■ **Input data**:
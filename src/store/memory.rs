use async_trait::async_trait;
use chrono::{DateTime, Utc};
use std::collections::HashSet;
use std::sync::Mutex;

use super::{CheckinStore, HistoryFilter, StoreError, StoreResult};
use crate::model::checkin::{CheckinRecord, CheckinStatus, CheckinWithClient, NewCheckin};
use crate::model::client::Client;

/// Same semantics as `DATE(checkin_time) BETWEEN start AND end` in MySQL.
fn in_range(filter: &HistoryFilter, at: DateTime<Utc>) -> bool {
    let day = at.date_naive();
    filter.start_date.is_none_or(|start| day >= start)
        && filter.end_date.is_none_or(|end| day <= end)
}

#[derive(Default)]
struct Tables {
    clients: Vec<Client>,
    assignments: HashSet<(u64, u64)>,
    checkins: Vec<CheckinRecord>,
}

/// `CheckinStore` backed by vectors, with the same one-active-session
/// constraint the MySQL schema enforces.
#[derive(Default)]
pub struct MemoryStore {
    tables: Mutex<Tables>,
}

impl MemoryStore {
    pub fn with_clients(clients: Vec<Client>) -> Self {
        let store = Self::default();
        store.tables.lock().unwrap().clients = clients;
        store
    }

    pub fn assign(&self, employee_id: u64, client_id: u64) {
        self.tables
            .lock()
            .unwrap()
            .assignments
            .insert((employee_id, client_id));
    }

    pub fn checkins(&self) -> Vec<CheckinRecord> {
        self.tables.lock().unwrap().checkins.clone()
    }

    /// Seeds a record as-is, bypassing the workflow.
    pub fn push_checkin(&self, record: CheckinRecord) {
        self.tables.lock().unwrap().checkins.push(record);
    }

    fn join(tables: &Tables, record: &CheckinRecord) -> Option<CheckinWithClient> {
        let client = tables.clients.iter().find(|c| c.id == record.client_id)?;
        Some(CheckinWithClient {
            checkin: record.clone(),
            client_name: client.name.clone(),
            client_address: client.address.clone(),
        })
    }
}

#[async_trait]
impl CheckinStore for MemoryStore {
    async fn list_clients(&self) -> StoreResult<Vec<Client>> {
        let mut clients = self.tables.lock().unwrap().clients.clone();
        clients.sort_by_key(|c| c.id);
        Ok(clients)
    }

    async fn list_assigned_clients(&self, employee_id: u64) -> StoreResult<Vec<Client>> {
        let tables = self.tables.lock().unwrap();
        let mut clients: Vec<Client> = tables
            .clients
            .iter()
            .filter(|c| tables.assignments.contains(&(employee_id, c.id)))
            .cloned()
            .collect();
        clients.sort_by_key(|c| c.id);
        Ok(clients)
    }

    async fn find_client(&self, client_id: u64) -> StoreResult<Option<Client>> {
        let tables = self.tables.lock().unwrap();
        Ok(tables.clients.iter().find(|c| c.id == client_id).cloned())
    }

    async fn is_assigned(&self, employee_id: u64, client_id: u64) -> StoreResult<bool> {
        let tables = self.tables.lock().unwrap();
        Ok(tables.assignments.contains(&(employee_id, client_id)))
    }

    async fn find_active(&self, employee_id: u64) -> StoreResult<Option<CheckinRecord>> {
        let tables = self.tables.lock().unwrap();
        Ok(tables
            .checkins
            .iter()
            .find(|r| r.employee_id == employee_id && r.status == CheckinStatus::CheckedIn)
            .cloned())
    }

    async fn insert_checkin(&self, checkin: NewCheckin) -> StoreResult<u64> {
        let mut tables = self.tables.lock().unwrap();
        let taken = tables
            .checkins
            .iter()
            .any(|r| r.employee_id == checkin.employee_id && r.status == CheckinStatus::CheckedIn);
        if taken {
            return Err(StoreError::ActiveCheckinExists(checkin.employee_id));
        }

        let id = tables.checkins.iter().map(|r| r.id).max().unwrap_or(0) + 1;
        tables.checkins.push(CheckinRecord {
            id,
            employee_id: checkin.employee_id,
            client_id: checkin.client_id,
            latitude: checkin.latitude,
            longitude: checkin.longitude,
            distance_from_client: checkin.distance_from_client,
            notes: checkin.notes,
            status: CheckinStatus::CheckedIn,
            checkin_time: checkin.checkin_time,
            checkout_time: None,
        });
        Ok(id)
    }

    async fn mark_checked_out(&self, checkin_id: u64, at: DateTime<Utc>) -> StoreResult<bool> {
        let mut tables = self.tables.lock().unwrap();
        match tables
            .checkins
            .iter_mut()
            .find(|r| r.id == checkin_id && r.status == CheckinStatus::CheckedIn)
        {
            Some(record) => {
                record.status = CheckinStatus::CheckedOut;
                record.checkout_time = Some(at);
                Ok(true)
            }
            None => Ok(false),
        }
    }

    async fn history(
        &self,
        employee_id: u64,
        filter: &HistoryFilter,
    ) -> StoreResult<Vec<CheckinWithClient>> {
        let tables = self.tables.lock().unwrap();
        let mut rows: Vec<CheckinWithClient> = tables
            .checkins
            .iter()
            .filter(|r| r.employee_id == employee_id && in_range(filter, r.checkin_time))
            .filter_map(|r| Self::join(&tables, r))
            .collect();
        rows.sort_by(|a, b| {
            (b.checkin.checkin_time, b.checkin.id).cmp(&(a.checkin.checkin_time, a.checkin.id))
        });
        Ok(rows)
    }

    async fn active_with_client(&self, employee_id: u64) -> StoreResult<Option<CheckinWithClient>> {
        let tables = self.tables.lock().unwrap();
        Ok(tables
            .checkins
            .iter()
            .filter(|r| r.employee_id == employee_id && r.status == CheckinStatus::CheckedIn)
            .max_by_key(|r| r.checkin_time)
            .and_then(|r| Self::join(&tables, r)))
    }
}

#[cfg(test)]
mod tests {
    use super::*;
    use chrono::{NaiveDate, TimeZone};

    #[test]
    fn date_bounds_are_inclusive() {
        let filter = HistoryFilter {
            start_date: NaiveDate::from_ymd_opt(2026, 3, 1),
            end_date: NaiveDate::from_ymd_opt(2026, 3, 2),
        };
        let at = |d, h| Utc.with_ymd_and_hms(2026, 3, d, h, 0, 0).unwrap();

        assert!(!in_range(&filter, at(1, 0) - chrono::Duration::seconds(1)));
        assert!(in_range(&filter, at(1, 0)));
        assert!(in_range(&filter, at(2, 23)));
        assert!(!in_range(&filter, at(3, 0)));
        assert!(in_range(&HistoryFilter::default(), at(9, 12)));
    }
}
pub mod checkin;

■ **Exercise**: Make an exact copy of the listing, including every line.

■ **Task response**:
filename src/store/memory.rs
use async_trait::async_trait;
use chrono::{DateTime, Utc};
use std::collections::HashSet;
use std::sync::Mutex;

use super::{CheckinStore, HistoryFilter, StoreError, StoreResult};
use crate::model::checkin::{CheckinRecord, CheckinStatus, CheckinWithClient, NewCheckin};
use crate::model::client::Client;

/// Same semantics as `DATE(checkin_time) BETWEEN start AND end` in MySQL.
fn in_range(filter: &HistoryFilter, at: DateTime<Utc>) -> bool {
    let day = at.date_naive();
    filter.start_date.is_none_or(|start| day >= start)
        && filter.end_date.is_none_or(|end| day <= end)
}

#[derive(Default)]
struct Tables {
    clients: Vec<Client>,
    assignments: HashSet<(u64, u64)>,
    checkins: Vec<CheckinRecord>,
}

/// `CheckinStore` backed by vectors, with the same one-active-session
/// constraint the MySQL schema enforces.
#[derive(Default)]
pub struct MemoryStore {
    tables: Mutex<Tables>,
}

impl MemoryStore {
    pub fn with_clients(clients: Vec<Client>) -> Self {
        let store = Self::default();
        store.tables.lock().unwrap().clients = clients;
        store
    }

    pub fn assign(&self, employee_id: u64, client_id: u64) {
        self.tables
            .lock()
            .unwrap()
            .assignments
            .insert((employee_id, client_id));
    }

    pub fn checkins(&self) -> Vec<CheckinRecord> {
        self.tables.lock().unwrap().checkins.clone()
    }

    /// Seeds a record as-is, bypassing the workflow.
    pub fn push_checkin(&self, record: CheckinRecord) {
        self.tables.lock().unwrap().checkins.push(record);
    }

    fn join(tables: &Tables, record: &CheckinRecord) -> Option<CheckinWithClient> {
        let client = tables.clients.iter().find(|c| c.id == record.client_id)?;
        Some(CheckinWithClient {
            checkin: record.clone(),
            client_name: client.name.clone(),
            client_address: client.address.clone(),
        })
    }
}

#[async_trait]
impl CheckinStore for MemoryStore {
    async fn list_clients(&self) -> StoreResult<Vec<Client>> {
        let mut clients = self.tables.lock().unwrap().clients.clone();
        clients.sort_by_key(|c| c.id);
        Ok(clients)
    }

    async fn list_assigned_clients(&self, employee_id: u64) -> StoreResult<Vec<Client>> {
        let tables = self.tables.lock().unwrap();
        let mut clients: Vec<Client> = tables
            .clients
            .iter()
            .filter(|c| tables.assignments.contains(&(employee_id, c.id)))
            .cloned()
            .collect();
        clients.sort_by_key(|c| c.id);
        Ok(clients)
    }

    async fn find_client(&self, client_id: u64) -> StoreResult<Option<Client>> {
        let tables = self.tables.lock().unwrap();
        Ok(tables.clients.iter().find(|c| c.id == client_id).cloned())
    }

    async fn is_assigned(&self, employee_id: u64, client_id: u64) -> StoreResult<bool> {
        let tables = self.tables.lock().unwrap();
        Ok(tables.assignments.contains(&(employee_id, client_id)))
    }

    async fn find_active(&self, employee_id: u64) -> StoreResult<Option<CheckinRecord>> {
        let tables = self.tables.lock().unwrap();
        Ok(tables
            .checkins
            .iter()
            .find(|r| r.employee_id == employee_id && r.status == CheckinStatus::CheckedIn)
            .cloned())
    }

    async fn insert_checkin(&self, checkin: NewCheckin) -> StoreResult<u64> {
        let mut tables = self.tables.lock().unwrap();
        let taken = tables
            .checkins
            .iter()
            .any(|r| r.employee_id == checkin.employee_id && r.status == CheckinStatus::CheckedIn);
        if taken {
            return Err(StoreError::ActiveCheckinExists(checkin.employee_id));
        }

        let id = tables.checkins.iter().map(|r| r.id).max().unwrap_or(0) + 1;
        tables.checkins.push(CheckinRecord {
            id,
            employee_id: checkin.employee_id,
            client_id: checkin.client_id,
            latitude: checkin.latitude,
            longitude: checkin.longitude,
            distance_from_client: checkin.distance_from_client,
            notes: checkin.notes,
            status: CheckinStatus::CheckedIn,
            checkin_time: checkin.checkin_time,
            checkout_time: None,
        });
        Ok(id)
    }

    async fn mark_checked_out(&self, checkin_id: u64, at: DateTime<Utc>) -> StoreResult<bool> {
        let mut tables = self.tables.lock().unwrap();
        match tables
            .checkins
            .iter_mut()
            .find(|r| r.id == checkin_id && r.status == CheckinStatus::CheckedIn)
        {
            Some(record) => {
                record.status = CheckinStatus::CheckedOut;
                record.checkout_time = Some(at);
                Ok(true)
            }
            None => Ok(false),
        }
    }

    async fn history(
        &self,
        employee_id: u64,
        filter: &HistoryFilter,
    ) -> StoreResult<Vec<CheckinWithClient>> {
        let tables = self.tables.lock().unwrap();
        let mut rows: Vec<CheckinWithClient> = tables
            .checkins
            .iter()
            .filter(|r| r.employee_id == employee_id && in_range(filter, r.checkin_time))
            .filter_map(|r| Self::join(&tables, r))
            .collect();
        rows.sort_by(|a, b| {
            (b.checkin.checkin_time, b.checkin.id).cmp(&(a.checkin.checkin_time, a.checkin.id))
        });
        Ok(rows)
    }

    async fn active_with_client(&self, employee_id: u64) -> StoreResult<Option<CheckinWithClient>> {
        let tables = self.tables.lock().unwrap();
        Ok(tables
            .checkins
            .iter()
            .filter(|r| r.employee_id == employee_id && r.status == CheckinStatus::CheckedIn)
            .max_by_key(|r| r.checkin_time)
            .and_then(|r| Self::join(&tables, r)))
    }
}

#[cfg(test)]
mod tests {
    use super::*;
    use chrono::{NaiveDate, TimeZone};

    #[test]
    fn date_bounds_are_inclusive() {
        let filter = HistoryFilter {
            start_date: NaiveDate::from_ymd_opt(2026, 3, 1),
            end_date: NaiveDate::from_ymd_opt(2026, 3, 2),
        };
        let at = |d, h| Utc.with_ymd_and_hms(2026, 3, d, h, 0, 0).unwrap();

        assert!(!in_range(&filter, at(1, 0) - chrono::Duration::seconds(1)));
        assert!(in_range(&filter, at(1, 0)));
        assert!(in_range(&filter, at(2, 23)));
        assert!(!in_range(&filter, at(3, 0)));
        assert!(in_range(&HistoryFilter::default(), at(9, 12)));
    }
}
pub mod checkin;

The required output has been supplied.